University upgrade forced by power outage

When the lights went out in the capital last year, its oldest tertiary institute got an IT wake-up call

Victoria University’s IT department received a wake-up call on April 13 last year when there was a three-and-a-half-hour power outage in the Wellington CBD.

“It was,” says operations manager Phil Mansford, “very embarrassing for IT”. So much so that the university’s management group subsequently made just over $2 million available to upgrade the computer room.

Speaking at a recent CIO magazine lunch in Wellington, Mansford noted there was a lack of standards, with no one person being really responsible, and that things were out of sight and forgotten.

“Electrical practices were dangerous … Our safety people thought we should have been condemned … and server people were designing, building and testing in the operational environment.”

So began the upgrade of the room, but, rather than build a new room, the upgrade took place within the existing operational environment, with all the attendant difficulties.

Victoria University has more than 20,000 students, 2,700 staff and five satellite campuses. At the time of the upgrade, it had 150 Windows servers, 40 Unix servers, a Cisco network (with 480 devices), a 1Gbit/s backbone, 4,000 PCs and a wi-fi network with 200 access points.

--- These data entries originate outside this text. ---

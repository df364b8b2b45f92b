use std::collections::HashMap;
use std::sync::Arc;

use serde::Serialize;

use crate::catalog::Catalog;
use crate::facet::{FacetFilterEngine, FilterState};
use crate::layout::{Position3D, SpatialLayout};

#[derive(Clone, Copy, Debug, PartialEq, Eq, Serialize)]
pub enum Emphasis {
    Neutral,
    Gathered,
    Dimmed,
}

impl Emphasis {
    pub fn scale(self) -> f32 {
        match self {
            Self::Neutral => 1.0,
            Self::Gathered => 2.0,
            Self::Dimmed => 0.5,
        }
    }

    pub fn opacity(self) -> f32 {
        match self {
            Self::Neutral | Self::Gathered => 1.0,
            Self::Dimmed => 0.8,
        }
    }
}

#[derive(Clone, Debug, PartialEq, Serialize)]
pub struct ClusterTarget {
    pub id: String,
    pub target_position: Position3D,
    pub is_gathered: bool,
    pub dispersed: Position3D,
    pub gathered: Option<Position3D>,
    /// Index into the sphere lattice when gathered.
    pub slot: Option<usize>,
    pub emphasis: Emphasis,
}

impl ClusterTarget {
    fn new(
        id: String,
        dispersed: Position3D,
        gathered: Option<Position3D>,
        slot: Option<usize>,
        emphasis: Emphasis,
    ) -> Self {
        Self {
            id,
            target_position: gathered.unwrap_or(dispersed),
            is_gathered: gathered.is_some(),
            dispersed,
            gathered,
            slot,
            emphasis,
        }
    }

    pub fn is_gathered(&self) -> bool {
        self.is_gathered
    }

    pub fn target(&self) -> Position3D {
        self.target_position
    }
}

#[derive(Clone, Debug, Default, PartialEq, Serialize)]
pub struct TargetMapping {
    entries: Vec<ClusterTarget>,
    #[serde(skip)]
    index_by_id: HashMap<String, usize>,
    gathered_count: usize,
    cluster_radius: Option<f64>,
    filter_active: bool,
    revision: u64,
}

impl TargetMapping {
    pub fn len(&self) -> usize {
        self.entries.len()
    }

    pub fn is_empty(&self) -> bool {
        self.entries.is_empty()
    }

    pub fn entries(&self) -> &[ClusterTarget] {
        &self.entries
    }

    pub fn iter(&self) -> std::slice::Iter<'_, ClusterTarget> {
        self.entries.iter()
    }

    pub fn get(&self, id: &str) -> Option<&ClusterTarget> {
        self.index_by_id.get(id).map(|&index| &self.entries[index])
    }

    pub fn gathered_count(&self) -> usize {
        self.gathered_count
    }

    pub fn gathered_ids(&self) -> impl Iterator<Item = &str> + '_ {
        self.entries
            .iter()
            .filter(|entry| entry.is_gathered())
            .map(|entry| entry.id.as_str())
    }

    /// Radius of the cluster shell, `None` when nothing is gathered.
    pub fn cluster_radius(&self) -> Option<f64> {
        self.cluster_radius
    }

    pub fn filter_active(&self) -> bool {
        self.filter_active
    }

    /// Zero until published; strictly increasing per controller afterwards.
    pub fn revision(&self) -> u64 {
        self.revision
    }
}

#[derive(Debug)]
pub struct ClusterStateController {
    layout: SpatialLayout,
    published: Arc<TargetMapping>,
    revision: u64,
}

impl ClusterStateController {
    pub fn new(layout: SpatialLayout) -> Self {
        Self {
            layout,
            published: Arc::new(TargetMapping::default()),
            revision: 0,
        }
    }

    pub fn layout(&self) -> &SpatialLayout {
        &self.layout
    }

    pub fn recompute(&self, catalog: &Catalog, state: &FilterState) -> TargetMapping {
        let filter_active = state.has_active();

        let mut slot_by_id = HashMap::new();
        let mut slots = Vec::new();
        if filter_active {
            let matched = FacetFilterEngine::filtered_set(catalog, state);
            slots = self.layout.gathered_positions(matched.len());
            slot_by_id.reserve(matched.len());
            for (slot, artifact) in matched.into_iter().enumerate() {
                slot_by_id.insert(artifact.id.as_str(), slot);
            }
        }

        let mut entries = Vec::with_capacity(catalog.len());
        let mut index_by_id = HashMap::with_capacity(catalog.len());
        for (index, artifact) in catalog.iter().enumerate() {
            let slot = slot_by_id.get(artifact.id.as_str()).copied();
            let gathered = slot.and_then(|slot| slots.get(slot).copied());
            let emphasis = match (filter_active, gathered.is_some()) {
                (false, _) => Emphasis::Neutral,
                (true, true) => Emphasis::Gathered,
                (true, false) => Emphasis::Dimmed,
            };

            entries.push(ClusterTarget::new(
                artifact.id.clone(),
                self.layout.dispersed_position(&artifact.id),
                gathered,
                slot,
                emphasis,
            ));
            index_by_id.insert(artifact.id.clone(), index);
        }

        let gathered_count = slots.len();
        TargetMapping {
            entries,
            index_by_id,
            gathered_count,
            cluster_radius: (gathered_count > 0)
                .then(|| self.layout.cluster_radius(gathered_count)),
            filter_active,
            revision: 0,
        }
    }

    pub fn publish(&mut self, mut mapping: TargetMapping) -> Arc<TargetMapping> {
        self.revision += 1;
        mapping.revision = self.revision;
        self.published = Arc::new(mapping);
        Arc::clone(&self.published)
    }

    pub fn refresh(&mut self, catalog: &Catalog, state: &FilterState) -> Arc<TargetMapping> {
        let mapping = self.recompute(catalog, state);
        log::debug!(
            "recomputed cluster: {} of {} artifacts gathered ({} active facets)",
            mapping.gathered_count(),
            mapping.len(),
            state.active_count()
        );
        self.publish(mapping)
    }

    pub fn snapshot(&self) -> Arc<TargetMapping> {
        Arc::clone(&self.published)
    }
}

“I defy anyone to write a business case for wi-fi, but everyone else has it,” Mansfield remarked during the presentation. “We still have some privately owned PCs that can connect, which is a weakness we have to overcome.”

Innevitably, there was a clash of culture about who wanted what between “free-thinking” academia and the process-driven IT world.

The computer room had been built in 1991 and lack of scalability was also an issue. There was no fire detection or protection capability either.

Initially, external consultants were brought in, but the upgrade job was given to just one consultant, along with the university’s network team.

Mansfield says support hours have grown dramatically from what used to be just normal business hours.

It was decided to purchase an 80kW power infrastructure solution from APC, along with branch circuit monitoring, 44 server and communications racks and equipment for load balancing. Seismic bracing has also been installed to protect against earthquakes.

“We now have centralised management of all the kit,” Mansford says.

“We’ve got another machine room, at Karori [the former Teachers’ College]. We can’t get cheap bandwidth there. There is also a small room at Rutherford House [in downtown Wellington].

“We’ve got integrated security and environmental monitoring,” says Mansford.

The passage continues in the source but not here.